- _Assignment_
Repeat all of the data exactly. Leave nothing out.

- _Provided entries_
___

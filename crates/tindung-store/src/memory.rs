//! In-memory storage implementation.
//!
//! All state sits behind one `RwLock`, so every trait method is atomic with
//! respect to the others.

use std::collections::BTreeMap;
use std::sync::{RwLock, RwLockReadGuard, RwLockWriteGuard};

use tindung_core::{
    Contract, ContractCode, HistoryId, HistoryRecord, LoanKind, NewHistoryRecord, PaymentStatus,
};

use crate::error::{Result, StoreError};
use crate::Store;

#[derive(Debug, Default)]
struct Tables {
    credit_loans: BTreeMap<ContractCode, Contract>,
    installment_loans: BTreeMap<ContractCode, Contract>,
    history: BTreeMap<HistoryId, HistoryRecord>,
    last_history_id: u64,
}

impl Tables {
    fn contracts(&self, kind: LoanKind) -> &BTreeMap<ContractCode, Contract> {
        match kind {
            LoanKind::Credit => &self.credit_loans,
            LoanKind::Installment => &self.installment_loans,
        }
    }

    fn contracts_mut(&mut self, kind: LoanKind) -> &mut BTreeMap<ContractCode, Contract> {
        match kind {
            LoanKind::Credit => &mut self.credit_loans,
            LoanKind::Installment => &mut self.installment_loans,
        }
    }
}

/// Process-local storage.
#[derive(Debug, Default)]
pub struct MemoryStore {
    tables: RwLock<Tables>,
}

impl MemoryStore {
    /// Create an empty store.
    #[must_use]
    pub fn new() -> Self {
        Self::default()
    }

    fn read(&self) -> Result<RwLockReadGuard<'_, Tables>> {
        self.tables
            .read()
            .map_err(|_| StoreError::Database("memory store lock poisoned".into()))
    }

    fn write(&self) -> Result<RwLockWriteGuard<'_, Tables>> {
        self.tables
            .write()
            .map_err(|_| StoreError::Database("memory store lock poisoned".into()))
    }
}

impl Store for MemoryStore {
    // =========================================================================
    // Contract Operations
    // =========================================================================

    fn insert_contract(&self, contract: &Contract) -> Result<()> {
        let mut tables = self.write()?;
        let table = tables.contracts_mut(contract.kind());
        if table.contains_key(contract.code()) {
            return Err(StoreError::Conflict(contract.code().to_string()));
        }
        table.insert(contract.code().clone(), contract.clone());
        Ok(())
    }

    fn put_contract(&self, contract: &Contract) -> Result<()> {
        self.write()?
            .contracts_mut(contract.kind())
            .insert(contract.code().clone(), contract.clone());
        Ok(())
    }

    fn get_contract(&self, kind: LoanKind, code: &ContractCode) -> Result<Option<Contract>> {
        Ok(self.read()?.contracts(kind).get(code).cloned())
    }

    fn delete_contract(&self, kind: LoanKind, code: &ContractCode) -> Result<bool> {
        Ok(self.write()?.contracts_mut(kind).remove(code).is_some())
    }

    fn list_contracts(
        &self,
        kind: LoanKind,
        offset: usize,
        limit: usize,
    ) -> Result<Vec<Contract>> {
        Ok(self
            .read()?
            .contracts(kind)
            .values()
            .skip(offset)
            .take(limit)
            .cloned()
            .collect())
    }

    fn list_contracts_by_status(
        &self,
        kind: LoanKind,
        status: PaymentStatus,
    ) -> Result<Vec<Contract>> {
        Ok(self
            .read()?
            .contracts(kind)
            .values()
            .filter(|c| c.status() == status)
            .cloned()
            .collect())
    }

    fn count_contracts(&self, kind: LoanKind, status: Option<PaymentStatus>) -> Result<usize> {
        let tables = self.read()?;
        let table = tables.contracts(kind);
        Ok(match status {
            Some(status) => table.values().filter(|c| c.status() == status).count(),
            None => table.len(),
        })
    }

    fn contract_codes(&self, kind: LoanKind) -> Result<Vec<ContractCode>> {
        Ok(self.read()?.contracts(kind).keys().cloned().collect())
    }

    // =========================================================================
    // History Operations
    // =========================================================================

    fn insert_history_batch(&self, records: Vec<NewHistoryRecord>) -> Result<Vec<HistoryRecord>> {
        let mut tables = self.write()?;

        let count = u64::try_from(records.len())
            .map_err(|_| StoreError::Database("batch too large".into()))?;
        let last = tables.last_history_id;
        tables.last_history_id = last
            .checked_add(count)
            .ok_or_else(|| StoreError::Database("history sequence exhausted".into()))?;

        let inserted: Vec<HistoryRecord> = records
            .into_iter()
            .zip(1..)
            .map(|(record, n)| (record, last + n))
            .map(|(record, id)| record.with_id(HistoryId::new(id)))
            .collect();
        for record in &inserted {
            tables.history.insert(record.id, record.clone());
        }
        Ok(inserted)
    }

    fn get_history(&self, id: HistoryId) -> Result<Option<HistoryRecord>> {
        Ok(self.read()?.history.get(&id).cloned())
    }

    fn put_history(&self, record: &HistoryRecord) -> Result<()> {
        let mut tables = self.write()?;
        let slot = tables.history.get_mut(&record.id).ok_or(StoreError::NotFound)?;
        *slot = record.clone();
        Ok(())
    }

    fn delete_history(&self, id: HistoryId) -> Result<bool> {
        Ok(self.write()?.history.remove(&id).is_some())
    }

    fn list_history(&self, offset: usize, limit: usize) -> Result<Vec<HistoryRecord>> {
        Ok(self
            .read()?
            .history
            .values()
            .skip(offset)
            .take(limit)
            .cloned()
            .collect())
    }

    fn list_history_by_contract(&self, code: &ContractCode) -> Result<Vec<HistoryRecord>> {
        Ok(self
            .read()?
            .history
            .values()
            .filter(|r| &r.contract_code == code)
            .cloned()
            .collect())
    }

    fn count_history(&self) -> Result<usize> {
        Ok(self.read()?.history.len())
    }

    fn count_history_by_contract(&self, code: &ContractCode) -> Result<usize> {
        Ok(self
            .read()?
            .history
            .values()
            .filter(|r| &r.contract_code == code)
            .count())
    }
}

___

- _Solution to this problem_
filename crates/tindung-store/src/memory.rs
//! In-memory storage implementation.
//!
//! All state sits behind one `RwLock`, so every trait method is atomic with
//! respect to the others.

use std::collections::BTreeMap;
use std::sync::{RwLock, RwLockReadGuard, RwLockWriteGuard};

use tindung_core::{
    Contract, ContractCode, HistoryId, HistoryRecord, LoanKind, NewHistoryRecord, PaymentStatus,
};

use crate::error::{Result, StoreError};
use crate::Store;

#[derive(Debug, Default)]
struct Tables {
    credit_loans: BTreeMap<ContractCode, Contract>,
    installment_loans: BTreeMap<ContractCode, Contract>,
    history: BTreeMap<HistoryId, HistoryRecord>,
    last_history_id: u64,
}

impl Tables {
    fn contracts(&self, kind: LoanKind) -> &BTreeMap<ContractCode, Contract> {
        match kind {
            LoanKind::Credit => &self.credit_loans,
            LoanKind::Installment => &self.installment_loans,
        }
    }

    fn contracts_mut(&mut self, kind: LoanKind) -> &mut BTreeMap<ContractCode, Contract> {
        match kind {
            LoanKind::Credit => &mut self.credit_loans,
            LoanKind::Installment => &mut self.installment_loans,
        }
    }
}

/// Process-local storage.
#[derive(Debug, Default)]
pub struct MemoryStore {
    tables: RwLock<Tables>,
}

impl MemoryStore {
    /// Create an empty store.
    #[must_use]
    pub fn new() -> Self {
        Self::default()
    }

    fn read(&self) -> Result<RwLockReadGuard<'_, Tables>> {
        self.tables
            .read()
            .map_err(|_| StoreError::Database("memory store lock poisoned".into()))
    }

    fn write(&self) -> Result<RwLockWriteGuard<'_, Tables>> {
        self.tables
            .write()
            .map_err(|_| StoreError::Database("memory store lock poisoned".into()))
    }
}

impl Store for MemoryStore {
    // =========================================================================
    // Contract Operations
    // =========================================================================

    fn insert_contract(&self, contract: &Contract) -> Result<()> {
        let mut tables = self.write()?;
        let table = tables.contracts_mut(contract.kind());
        if table.contains_key(contract.code()) {
            return Err(StoreError::Conflict(contract.code().to_string()));
        }
        table.insert(contract.code().clone(), contract.clone());
        Ok(())
    }

    fn put_contract(&self, contract: &Contract) -> Result<()> {
        self.write()?
            .contracts_mut(contract.kind())
            .insert(contract.code().clone(), contract.clone());
        Ok(())
    }

    fn get_contract(&self, kind: LoanKind, code: &ContractCode) -> Result<Option<Contract>> {
        Ok(self.read()?.contracts(kind).get(code).cloned())
    }

    fn delete_contract(&self, kind: LoanKind, code: &ContractCode) -> Result<bool> {
        Ok(self.write()?.contracts_mut(kind).remove(code).is_some())
    }

    fn list_contracts(
        &self,
        kind: LoanKind,
        offset: usize,
        limit: usize,
    ) -> Result<Vec<Contract>> {
        Ok(self
            .read()?
            .contracts(kind)
            .values()
            .skip(offset)
            .take(limit)
            .cloned()
            .collect())
    }

    fn list_contracts_by_status(
        &self,
        kind: LoanKind,
        status: PaymentStatus,
    ) -> Result<Vec<Contract>> {
        Ok(self
            .read()?
            .contracts(kind)
            .values()
            .filter(|c| c.status() == status)
            .cloned()
            .collect())
    }

    fn count_contracts(&self, kind: LoanKind, status: Option<PaymentStatus>) -> Result<usize> {
        let tables = self.read()?;
        let table = tables.contracts(kind);
        Ok(match status {
            Some(status) => table.values().filter(|c| c.status() == status).count(),
            None => table.len(),
        })
    }

    fn contract_codes(&self, kind: LoanKind) -> Result<Vec<ContractCode>> {
        Ok(self.read()?.contracts(kind).keys().cloned().collect())
    }

    // =========================================================================
    // History Operations
    // =========================================================================

    fn insert_history_batch(&self, records: Vec<NewHistoryRecord>) -> Result<Vec<HistoryRecord>> {
        let mut tables = self.write()?;

        let count = u64::try_from(records.len())
            .map_err(|_| StoreError::Database("batch too large".into()))?;
        let last = tables.last_history_id;
        tables.last_history_id = last
            .checked_add(count)
            .ok_or_else(|| StoreError::Database("history sequence exhausted".into()))?;

        let inserted: Vec<HistoryRecord> = records
            .into_iter()
            .zip(1..)
            .map(|(record, n)| (record, last + n))
            .map(|(record, id)| record.with_id(HistoryId::new(id)))
            .collect();
        for record in &inserted {
            tables.history.insert(record.id, record.clone());
        }
        Ok(inserted)
    }

    fn get_history(&self, id: HistoryId) -> Result<Option<HistoryRecord>> {
        Ok(self.read()?.history.get(&id).cloned())
    }

    fn put_history(&self, record: &HistoryRecord) -> Result<()> {
        let mut tables = self.write()?;
        let slot = tables.history.get_mut(&record.id).ok_or(StoreError::NotFound)?;
        *slot = record.clone();
        Ok(())
    }

    fn delete_history(&self, id: HistoryId) -> Result<bool> {
        Ok(self.write()?.history.remove(&id).is_some())
    }

    fn list_history(&self, offset: usize, limit: usize) -> Result<Vec<HistoryRecord>> {
        Ok(self
            .read()?
            .history
            .values()
            .skip(offset)
            .take(limit)
            .cloned()
            .collect())
    }

    fn list_history_by_contract(&self, code: &ContractCode) -> Result<Vec<HistoryRecord>> {
        Ok(self
            .read()?
            .history
            .values()
            .filter(|r| &r.contract_code == code)
            .cloned()
            .collect())
    }

    fn count_history(&self) -> Result<usize> {
        Ok(self.read()?.history.len())
    }

    fn count_history_by_contract(&self, code: &ContractCode) -> Result<usize> {
        Ok(self
            .read()?
            .history
            .values()
            .filter(|r| &r.contract_code == code)
            .count())
    }
}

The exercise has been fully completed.